In March 2004 we undertook an exploratory test pitting of the site to try and locate the extent of the cemetery and to ascertain the potential extent of the remains.

Our investigation revealed several potential burials within close proximity to one another and in a relatively small and well-defined area. This meant that the cemetery was probably quite small and that there would have been few internments. Given this fact, and the pressing need to undertake some fieldwork to alleviate the threat from ploughing, a full excavation of the remains was carried out on the 27th and 28th May.


March 2004

May 2004

Six burials were excavated in various states of preservation. One grave was well preserved and still had its stone capping in place whilst in another only the lower portion of the legs of the individual survived.


Grave 5: stone capping

All of the graves where aligned east-west, which is a Christian rite; however the more intact burials contained grave goods, which is associated with pagan rites. The carbon date from the Whitehall Warrior, excavated from this same site earlier, suggests a 7th century date and this places the burial ground at the right time in history for the conversion of these people to Christianity.

The graves had been carefully laid out in a single continuous row and probably represent a small family group covering one or two generations. Amongst the skeletons is a body of a woman, two males, an adolescent and a baby. The evidence affirms the family aspect to the burial group and the grave goods reflect the relative status of the different individuals. The woman was buried with personal items of jewellery and domestic items of a culinary nature, while one of the male skeletons had a spear. All the adults were buried with their personal knife.

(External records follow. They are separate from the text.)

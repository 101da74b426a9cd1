//! End-to-end update tracking through application instance cycles.

use tandem_core::{
    Color, ComponentId, ComponentKind, LayoutData, PropertyName, PropertyValue, TreeError,
};
use tandem_sync::{
    ApplicationInstance, ClientMessage, PropertyUpdate, ServerComponentUpdate, SyncConfig,
    SyncOutcome,
};

/// content -> column -> row -> label
struct Fixture {
    app: ApplicationInstance,
    column: ComponentId,
    row: ComponentId,
    label: ComponentId,
}

impl Fixture {
    fn new() -> Self {
        Self::with_config(SyncConfig::default())
    }

    fn with_config(config: SyncConfig) -> Self {
        let mut app = ApplicationInstance::new(config).expect("instance");
        let mut ids = None;
        let _ = app
            .synchronize(ClientMessage::new(), |app| {
                let column = app.create(ComponentKind::Column)?;
                let row = app.create(ComponentKind::Row)?;
                let label = app.create(ComponentKind::Label)?;
                app.add(app.content_pane(), column)?;
                app.add(column, row)?;
                app.add(row, label)?;
                let _ = app.set_property(label, PropertyName::Text, "before")?;
                ids = Some((column, row, label));
                Ok::<(), TreeError>(())
            })
            .expect("build");
        let (column, row, label) = ids.expect("ids");
        Self {
            app,
            column,
            row,
            label,
        }
    }

    fn cycle<F>(&mut self, f: F) -> SyncOutcome
    where
        F: FnOnce(&mut ApplicationInstance) -> Result<(), TreeError>,
    {
        self.app
            .synchronize(ClientMessage::new(), f)
            .expect("cycle")
    }
}

fn parents(updates: &[ServerComponentUpdate]) -> Vec<ComponentId> {
    updates.iter().map(ServerComponentUpdate::parent).collect()
}

#[test]
fn build_cycle_reports_topmost_addition_only() {
    let mut app = ApplicationInstance::new(SyncConfig::default()).expect("instance");
    let content = app.content_pane();
    let outcome = app
        .synchronize(ClientMessage::new(), |app| {
            let column = app.create(ComponentKind::Column)?;
            let label = app.create(ComponentKind::Label)?;
            app.add(content, column)?;
            app.add(column, label)?;
            let _ = app.set_property(label, PropertyName::Text, "hello")?;
            Ok::<(), TreeError>(())
        })
        .expect("cycle");
    assert!(!outcome.full_refresh);
    assert_eq!(parents(&outcome.updates), vec![content]);
    assert_eq!(outcome.updates[0].added_children().len(), 1);
}

#[test]
fn property_change_then_removal_leaves_single_row_record() {
    let mut fx = Fixture::new();
    let (row, label) = (fx.row, fx.label);
    let outcome = fx.cycle(|app| {
        let _ = app.set_property(label, PropertyName::Text, "after")?;
        app.remove(row, label)
    });

    assert_eq!(parents(&outcome.updates), vec![row]);
    let record = &outcome.updates[0];
    assert!(record.removed_children().contains(&label));
    assert!(!record.has_updated_properties());
    assert_eq!(outcome.disposed, vec![label]);
    assert!(!fx.app.tree().contains(label));
}

#[test]
fn repeated_writes_merge_into_one_entry() {
    let mut fx = Fixture::new();
    let label = fx.label;
    let outcome = fx.cycle(|app| {
        for text in ["one", "two", "three"] {
            let _ = app.set_property(label, PropertyName::Text, text)?;
        }
        Ok(())
    });

    assert_eq!(outcome.updates.len(), 1);
    let record = &outcome.updates[0];
    assert_eq!(record.updated_properties().len(), 1);
    assert_eq!(
        record.updated_property(&PropertyName::Text),
        Some(&PropertyUpdate {
            old: "before".into(),
            new: "three".into(),
        })
    );
}

#[test]
fn sibling_additions_share_parent_record() {
    let mut fx = Fixture::new();
    let column = fx.column;
    let mut added = Vec::new();
    let outcome = fx.cycle(|app| {
        for _ in 0..3 {
            let label = app.create(ComponentKind::Label)?;
            app.add(column, label)?;
            added.push(label);
        }
        Ok(())
    });

    assert_eq!(parents(&outcome.updates), vec![column]);
    let order: Vec<_> = outcome.updates[0].added_children().iter().copied().collect();
    assert_eq!(order, added);
}

#[test]
fn write_back_to_original_cancels() {
    let mut fx = Fixture::new();
    let label = fx.label;
    let outcome = fx.cycle(|app| {
        let _ = app.set_property(label, PropertyName::Text, "changed")?;
        let _ = app.set_property(label, PropertyName::Text, "before")?;
        Ok(())
    });
    assert!(outcome.updates.is_empty());
}

#[test]
fn updates_are_ordered_by_depth() {
    let mut fx = Fixture::new();
    let (column, label) = (fx.column, fx.label);
    let outcome = fx.cycle(|app| {
        let _ = app.set_property(label, PropertyName::Foreground, Color::rgb(1, 2, 3))?;
        let _ = app.set_property(column, PropertyName::Background, Color::rgb(9, 9, 9))?;
        Ok(())
    });
    assert_eq!(parents(&outcome.updates), vec![column, label]);
}

#[test]
fn removal_reports_descendant_closure() {
    let mut fx = Fixture::new();
    let (column, row, label) = (fx.column, fx.row, fx.label);
    let content = fx.app.content_pane();
    let outcome = fx.cycle(|app| {
        let _ = app.set_property(row, PropertyName::Title, "doomed")?;
        app.remove(content, column)
    });

    assert_eq!(parents(&outcome.updates), vec![content]);
    let record = &outcome.updates[0];
    let removed: Vec<_> = record.removed_children().iter().copied().collect();
    let descendants: Vec<_> = record.removed_descendants().iter().copied().collect();
    assert_eq!(removed, vec![column]);
    assert_eq!(descendants, vec![row, label]);
    assert_eq!(outcome.disposed, vec![column, row, label]);
}

#[test]
fn moving_a_component_out_of_a_removed_subtree_keeps_it_alive() {
    let mut fx = Fixture::new();
    let (column, label) = (fx.column, fx.label);
    let content = fx.app.content_pane();
    let outcome = fx.cycle(|app| {
        app.remove(content, column)?;
        app.add(content, label)
    });

    let record = &outcome.updates[0];
    assert!(record.has_added_child(label));
    assert!(!record.removed_descendants().contains(&label));
    assert!(!outcome.disposed.contains(&label));
    assert!(fx.app.tree().is_attached(label));
}

#[test]
fn components_never_attached_are_disposed_with_the_cycle() {
    let mut fx = Fixture::new();
    let mut orphan = None;
    let outcome = fx.cycle(|app| {
        orphan = Some(app.create(ComponentKind::Button)?);
        Ok(())
    });
    let orphan = orphan.expect("created");
    assert!(outcome.updates.is_empty());
    assert_eq!(outcome.disposed, vec![orphan]);
    assert!(!fx.app.tree().contains(orphan));
}

#[test]
fn layout_data_changes_are_recorded_on_parent() {
    let mut fx = Fixture::new();
    let (row, label) = (fx.row, fx.label);
    let data = LayoutData::new().with_column_span(2).expect("span");
    let outcome = fx.cycle(|app| {
        let _ = app.set_layout_data(label, Some(data))?;
        Ok(())
    });
    assert_eq!(parents(&outcome.updates), vec![row]);
    assert!(outcome.updates[0].updated_layout_data_children().contains(&label));
}

#[test]
fn hiding_is_a_removal_and_showing_an_addition() {
    let mut fx = Fixture::new();
    let (row, label) = (fx.row, fx.label);

    let hidden = fx.cycle(|app| {
        let _ = app.set_property(label, PropertyName::Visible, false)?;
        Ok(())
    });
    assert_eq!(parents(&hidden.updates), vec![row]);
    assert!(hidden.updates[0].removed_children().contains(&label));
    assert!(!hidden.updates[0].has_updated_properties());
    assert!(hidden.disposed.is_empty());

    let shown = fx.cycle(|app| {
        let _ = app.set_property(label, PropertyName::Visible, true)?;
        Ok(())
    });
    assert_eq!(parents(&shown.updates), vec![row]);
    assert!(shown.updates[0].has_added_child(label));
}

#[test]
fn hidden_components_are_tracked_when_configured() {
    let mut fx = Fixture::with_config(SyncConfig::default().with_track_hidden_components(true));
    let label = fx.label;
    let outcome = fx.cycle(|app| {
        let _ = app.set_property(label, PropertyName::Visible, false)?;
        Ok(())
    });
    assert_eq!(parents(&outcome.updates), vec![label]);
    assert_eq!(
        outcome.updates[0].updated_property(&PropertyName::Visible),
        Some(&PropertyUpdate {
            old: PropertyValue::Null,
            new: false.into(),
        })
    );
}

#[test]
fn replacing_content_pane_requires_full_refresh() {
    let mut fx = Fixture::new();
    let (column, row, label) = (fx.column, fx.row, fx.label);
    let old_pane = fx.app.content_pane();
    let root = fx.app.root();
    let outcome = fx.cycle(|app| {
        let pane = app.create(ComponentKind::ContentPane)?;
        app.set_content_pane(pane)?;
        let _ = app.set_property(pane, PropertyName::Title, "fresh")?;
        Ok(())
    });

    assert!(outcome.full_refresh);
    assert_eq!(parents(&outcome.updates), vec![root]);
    let refresh = &outcome.updates[0];
    assert!(!refresh.has_updated_properties());
    let removed: Vec<_> = refresh.removed_descendants().iter().copied().collect();
    assert_eq!(removed, vec![old_pane, column, row, label]);
    assert_eq!(outcome.disposed.len(), 4);
    assert_ne!(fx.app.content_pane(), old_pane);

    let next = fx.cycle(|_| Ok(()));
    assert!(!next.full_refresh);
    assert!(next.updates.is_empty());
}

#[test]
fn root_replacement_without_full_refresh_is_incremental() {
    let mut fx = Fixture::with_config(SyncConfig::default().with_full_refresh_on_root_replace(false));
    let root = fx.app.root();
    let old_pane = fx.app.content_pane();
    let outcome = fx.cycle(|app| {
        let pane = app.create(ComponentKind::ContentPane)?;
        app.set_content_pane(pane)
    });
    assert!(!outcome.full_refresh);
    assert_eq!(parents(&outcome.updates), vec![root]);
    assert!(outcome.updates[0].removed_children().contains(&old_pane));
    assert!(outcome.updates[0].has_added_child(fx.app.content_pane()));
}

#[test]
fn explicit_full_refresh_keeps_earlier_removals() {
    let mut fx = Fixture::new();
    let (row, label) = (fx.row, fx.label);
    let outcome = fx.cycle(|app| {
        app.remove(row, label)?;
        app.process_full_refresh();
        Ok(())
    });
    assert!(outcome.full_refresh);
    assert_eq!(outcome.updates.len(), 1);
    assert!(outcome.updates[0].removed_descendants().contains(&label));
}

#[test]
fn purge_is_idempotent() {
    let mut fx = Fixture::new();
    let label = fx.label;
    let _ = fx
        .app
        .set_property(label, PropertyName::Text, "pending")
        .expect("set");
    assert_eq!(fx.app.server_component_updates().len(), 1);
    fx.app.purge();
    assert!(fx.app.server_component_updates().is_empty());
    fx.app.purge();
    assert!(fx.app.server_component_updates().is_empty());
    assert!(!fx.app.is_full_refresh_required());
}

#[test]
fn handler_error_is_returned_and_next_cycle_starts_clean() {
    let mut fx = Fixture::new();
    let label = fx.label;
    let err = fx
        .app
        .synchronize(ClientMessage::new(), |app| {
            let _ = app.set_property(label, PropertyName::Text, "partial")?;
            let window = app.root();
            app.add(label, window)
        })
        .expect_err("root cannot be a child");
    assert!(matches!(err, TreeError::RootAsChild { .. }));

    let next = fx.cycle(|_| Ok(()));
    assert!(next.updates.is_empty());
}

#[test]
fn outcome_serializes_for_the_renderer() {
    let mut fx = Fixture::new();
    let label = fx.label;
    let outcome = fx.cycle(|app| {
        let _ = app.set_property(label, PropertyName::Text, "json")?;
        Ok(())
    });
    let json = serde_json::to_value(&outcome).expect("serialize");
    assert_eq!(json["full_refresh"], false);
    assert_eq!(json["updates"][0]["parent"], label.get());
    let back: SyncOutcome = serde_json::from_value(json).expect("deserialize");
    assert_eq!(back, outcome);
}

The positions of the skeletons suggest the internments were covered with shrouds before being laid to rest and there was no evidence of wooden coffins being used. Northants Archaeology is currently examining the skeletons - their findings will be published here. Every skeleton will be carbon dated and further tests on their DNA will be carried out.

After studying the skeletons we hope that the bones will be reburied in a secure and respectful location on the farm.



May 2004 (viewed from the north).
Grave 3 - the baby burial - is beyond the
top frame of this photo,
separated from the other burials


Grave 6: adolescent burial


Grave 4: female burial

Grave 4: jewellery


Grave 3: baby burial - remains of skull on the right


Grave 8: thigh and leg bones are all that
remain of this burial

Grave 5: male burial.
Note extra leg bones which
are all that remain of another burial

Grave 5: spear-head
This is the longest size of spear-head made in saxon times


After cleaning and conservation, the prongs which held the wooden shaft in place can be seen clearly.


Grave 5: spear-butt (7cms long)
This counterbalanced the spear-head at the other end of the shaft: it is very unusual to recover both the head and the butt of the same spear!